### WORK TO BE COMPLETED:
What you return must match the data exactly, line for line.

### TASK DATA

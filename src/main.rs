#![allow(clippy::result_large_err)]

use chrono::{Days, NaiveDate, Utc};
use clap::{Parser, Subcommand};
use dotenvy::dotenv;
use finuch_recurring::{
    config::{database, settings},
    core::{
        cadence::DateWindow,
        generator::{self, GenerationRun},
        migrate::{self, MigrationReport},
        reconcile::{self, DuplicateReport, ReconciliationReport, RepairReport},
        summary,
    },
    errors::{Error, Result},
    store::{SeaOrmStore, list_companies},
};
use serde::Serialize;
use std::path::PathBuf;
use tracing::{error, info};
use tracing_subscriber::EnvFilter;

#[derive(Parser)]
#[command(
    name = "finuch-recurring",
    about = "Generate, check and repair recurring operations."
)]
struct Cli {
    /// Settings file (default: ./finuch.toml when present)
    #[arg(long, global = true)]
    config: Option<PathBuf>,
    /// Only process this company; repeatable
    #[arg(long = "company", global = true)]
    companies: Vec<String>,
    /// Print JSON instead of the text report
    #[arg(long, global = true)]
    json: bool,
    #[command(subcommand)]
    command: Option<Commands>,
}

#[derive(Subcommand, Clone, Copy)]
enum Commands {
    /// Report templates without instances, unconfirmed first occurrences and unmigrated repeating operations (default).
    Check,
    /// Confirm unconfirmed first occurrences.
    Repair,
    /// Create missing instances up to a date.
    Generate {
        /// First date to generate for: YYYY-MM-DD (default: each template's anchor)
        #[arg(long)]
        from: Option<NaiveDate>,
        /// Last date to generate for: YYYY-MM-DD (default: today plus the configured lookahead)
        #[arg(long)]
        until: Option<NaiveDate>,
    },
    /// List dates that hold more than one instance of a template.
    Duplicates,
    /// Turn repeating operations that predate templates into templates.
    Migrate,
}

#[derive(Serialize)]
#[serde(untagged)]
enum Report {
    Check(ReconciliationReport),
    Repair(RepairReport),
    Generate(GenerationRun),
    Duplicates(DuplicateReport),
    Migrate(MigrationReport),
}

impl Report {
    fn render_text(&self) -> String {
        match self {
            Self::Check(report) => summary::format_check_report(report),
            Self::Repair(report) => summary::format_repair_report(report),
            Self::Generate(run) => summary::format_generation_run(run),
            Self::Duplicates(report) => summary::format_duplicate_report(report),
            Self::Migrate(report) => summary::format_migration_report(report),
        }
    }
}

fn generation_window(
    from: Option<NaiveDate>,
    until: Option<NaiveDate>,
    lookahead_days: u32,
) -> Result<DateWindow> {
    let until = match until {
        Some(until) => until,
        None => Utc::now()
            .date_naive()
            .checked_add_days(Days::new(u64::from(lookahead_days)))
            .ok_or_else(|| Error::Config {
                message: format!("lookahead of {lookahead_days} days is out of range"),
            })?,
    };

    match from {
        Some(from) => DateWindow::new(from, until),
        None => Ok(DateWindow::through(until)),
    }
}

#[tokio::main]
async fn main() -> Result<()> {
    // 1. Initialize tracing; stdout is reserved for the report
    tracing_subscriber::fmt()
        .with_env_filter(
            EnvFilter::try_from_default_env().unwrap_or_else(|_| EnvFilter::new("info")),
        )
        .with_writer(std::io::stderr)
        .init();

    // 2. Load .env file, env vars can also be set externally
    dotenv().ok();

    let cli = Cli::parse();

    // 3. Settings and database
    let settings = settings::load_or_default(cli.config.as_deref())
        .inspect_err(|e| error!("Failed to load settings: {}", e))?;

    let db = database::create_connection()
        .await
        .inspect(|_| info!("Database connection established."))
        .inspect_err(|e| error!("Failed to connect to database: {}", e))?;
    database::create_tables(&db).await?;

    // 4. Resolve tenants: CLI, then settings, then every company with recurring rows
    let companies = if !cli.companies.is_empty() {
        cli.companies
    } else if !settings.companies.is_empty() {
        settings.companies.clone()
    } else {
        list_companies(&db).await?
    };
    if companies.is_empty() {
        info!("No companies with recurring operations found");
    }

    // 5. Run the command once per company
    let command = cli.command.unwrap_or(Commands::Check);
    let mut reports = Vec::with_capacity(companies.len());
    for company_id in &companies {
        let store = SeaOrmStore::new(db.clone(), company_id.as_str());
        let report = match command {
            Commands::Check => Report::Check(reconcile::check(&store, &settings.policy).await?),
            Commands::Repair => Report::Repair(reconcile::repair(&store, &settings.policy).await?),
            Commands::Generate { from, until } => {
                let window =
                    generation_window(from, until, settings.generation.lookahead_days)?;
                Report::Generate(generator::generate_all(&store, window, &settings.policy).await?)
            }
            Commands::Duplicates => Report::Duplicates(reconcile::find_duplicates(&store).await?),
            Commands::Migrate => Report::Migrate(migrate::migrate_legacy(&store).await?),
        };
        reports.push(report);
    }

    if cli.json {
        println!("{}", summary::to_json(&reports)?);
    } else {
        for report in &reports {
            println!("{}\n", report.render_text());
        }
    }

    Ok(())
}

######

### RESULT OF THE TASK:
filename src/main.rs
#![allow(clippy::result_large_err)]

use chrono::{Days, NaiveDate, Utc};
use clap::{Parser, Subcommand};
use dotenvy::dotenv;
use finuch_recurring::{
    config::{database, settings},
    core::{
        cadence::DateWindow,
        generator::{self, GenerationRun},
        migrate::{self, MigrationReport},
        reconcile::{self, DuplicateReport, ReconciliationReport, RepairReport},
        summary,
    },
    errors::{Error, Result},
    store::{SeaOrmStore, list_companies},
};
use serde::Serialize;
use std::path::PathBuf;
use tracing::{error, info};
use tracing_subscriber::EnvFilter;

#[derive(Parser)]
#[command(
    name = "finuch-recurring",
    about = "Generate, check and repair recurring operations."
)]
struct Cli {
    /// Settings file (default: ./finuch.toml when present)
    #[arg(long, global = true)]
    config: Option<PathBuf>,
    /// Only process this company; repeatable
    #[arg(long = "company", global = true)]
    companies: Vec<String>,
    /// Print JSON instead of the text report
    #[arg(long, global = true)]
    json: bool,
    #[command(subcommand)]
    command: Option<Commands>,
}

#[derive(Subcommand, Clone, Copy)]
enum Commands {
    /// Report templates without instances, unconfirmed first occurrences and unmigrated repeating operations (default).
    Check,
    /// Confirm unconfirmed first occurrences.
    Repair,
    /// Create missing instances up to a date.
    Generate {
        /// First date to generate for: YYYY-MM-DD (default: each template's anchor)
        #[arg(long)]
        from: Option<NaiveDate>,
        /// Last date to generate for: YYYY-MM-DD (default: today plus the configured lookahead)
        #[arg(long)]
        until: Option<NaiveDate>,
    },
    /// List dates that hold more than one instance of a template.
    Duplicates,
    /// Turn repeating operations that predate templates into templates.
    Migrate,
}

#[derive(Serialize)]
#[serde(untagged)]
enum Report {
    Check(ReconciliationReport),
    Repair(RepairReport),
    Generate(GenerationRun),
    Duplicates(DuplicateReport),
    Migrate(MigrationReport),
}

impl Report {
    fn render_text(&self) -> String {
        match self {
            Self::Check(report) => summary::format_check_report(report),
            Self::Repair(report) => summary::format_repair_report(report),
            Self::Generate(run) => summary::format_generation_run(run),
            Self::Duplicates(report) => summary::format_duplicate_report(report),
            Self::Migrate(report) => summary::format_migration_report(report),
        }
    }
}

fn generation_window(
    from: Option<NaiveDate>,
    until: Option<NaiveDate>,
    lookahead_days: u32,
) -> Result<DateWindow> {
    let until = match until {
        Some(until) => until,
        None => Utc::now()
            .date_naive()
            .checked_add_days(Days::new(u64::from(lookahead_days)))
            .ok_or_else(|| Error::Config {
                message: format!("lookahead of {lookahead_days} days is out of range"),
            })?,
    };

    match from {
        Some(from) => DateWindow::new(from, until),
        None => Ok(DateWindow::through(until)),
    }
}

#[tokio::main]
async fn main() -> Result<()> {
    // 1. Initialize tracing; stdout is reserved for the report
    tracing_subscriber::fmt()
        .with_env_filter(
            EnvFilter::try_from_default_env().unwrap_or_else(|_| EnvFilter::new("info")),
        )
        .with_writer(std::io::stderr)
        .init();

    // 2. Load .env file, env vars can also be set externally
    dotenv().ok();

    let cli = Cli::parse();

    // 3. Settings and database
    let settings = settings::load_or_default(cli.config.as_deref())
        .inspect_err(|e| error!("Failed to load settings: {}", e))?;

    let db = database::create_connection()
        .await
        .inspect(|_| info!("Database connection established."))
        .inspect_err(|e| error!("Failed to connect to database: {}", e))?;
    database::create_tables(&db).await?;

    // 4. Resolve tenants: CLI, then settings, then every company with recurring rows
    let companies = if !cli.companies.is_empty() {
        cli.companies
    } else if !settings.companies.is_empty() {
        settings.companies.clone()
    } else {
        list_companies(&db).await?
    };
    if companies.is_empty() {
        info!("No companies with recurring operations found");
    }

    // 5. Run the command once per company
    let command = cli.command.unwrap_or(Commands::Check);
    let mut reports = Vec::with_capacity(companies.len());
    for company_id in &companies {
        let store = SeaOrmStore::new(db.clone(), company_id.as_str());
        let report = match command {
            Commands::Check => Report::Check(reconcile::check(&store, &settings.policy).await?),
            Commands::Repair => Report::Repair(reconcile::repair(&store, &settings.policy).await?),
            Commands::Generate { from, until } => {
                let window =
                    generation_window(from, until, settings.generation.lookahead_days)?;
                Report::Generate(generator::generate_all(&store, window, &settings.policy).await?)
            }
            Commands::Duplicates => Report::Duplicates(reconcile::find_duplicates(&store).await?),
            Commands::Migrate => Report::Migrate(migrate::migrate_legacy(&store).await?),
        };
        reports.push(report);
    }

    if cli.json {
        println!("{}", summary::to_json(&reports)?);
    } else {
        for report in &reports {
            println!("{}\n", report.render_text());
        }
    }

    Ok(())
}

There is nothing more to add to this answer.